■ **Task instructions**
Starting at the line that contains "pub fn init_test_subscriber()", return every line through the end of the entries below, exactly and with nothing else.

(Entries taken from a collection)

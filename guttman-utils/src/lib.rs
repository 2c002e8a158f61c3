/*
 * Copyright (c) Microsoft Corporation.
 * Licensed under the MIT license.
 */
#![cfg_attr(
    not(test),
    warn(clippy::panic, clippy::unwrap_used, clippy::expect_used)
)]

// Views
pub mod matrix;
pub use matrix::{dimensions, Matrix, ScoreMatrix, ShapeError};

pub mod stats;
pub use stats::StatsError;
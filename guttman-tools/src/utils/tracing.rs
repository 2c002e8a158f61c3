/*
 * Copyright (c) Microsoft Corporation.
 * Licensed under the MIT license.
 */

use tracing_subscriber::{filter::LevelFilter, fmt, prelude::*, EnvFilter};

fn env_filter() -> EnvFilter {
    EnvFilter::builder()
        .with_default_directive(LevelFilter::INFO.into())
        .from_env_lossy()
}

/// Install a global subscriber that logs to `stderr`, keeping `stdout` free for reports.
///
/// Honors `RUST_LOG`; without it the "info" level is used.
pub fn init_subscriber() {
    let fmt_layer = fmt::layer()
        .with_target(true)
        .with_writer(std::io::stderr);

    tracing_subscriber::registry()
        .with(env_filter())
        .with(fmt_layer)
        .init();
}

/// Create a subscriber for tests.
///
/// The returned guard only installs the subscriber on the current thread, so concurrently
/// running tests do not conflict.
pub fn init_test_subscriber() -> tracing::subscriber::DefaultGuard {
    let fmt_layer = fmt::layer().with_target(true).with_test_writer();

    tracing_subscriber::registry()
        .with(env_filter())
        .with(fmt_layer)
        .set_default()
}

■ **Your solution**
pub fn init_test_subscriber() -> tracing::subscriber::DefaultGuard {
    let fmt_layer = fmt::layer().with_target(true).with_test_writer();

    tracing_subscriber::registry()
        .with(env_filter())
        .with(fmt_layer)
        .set_default()
}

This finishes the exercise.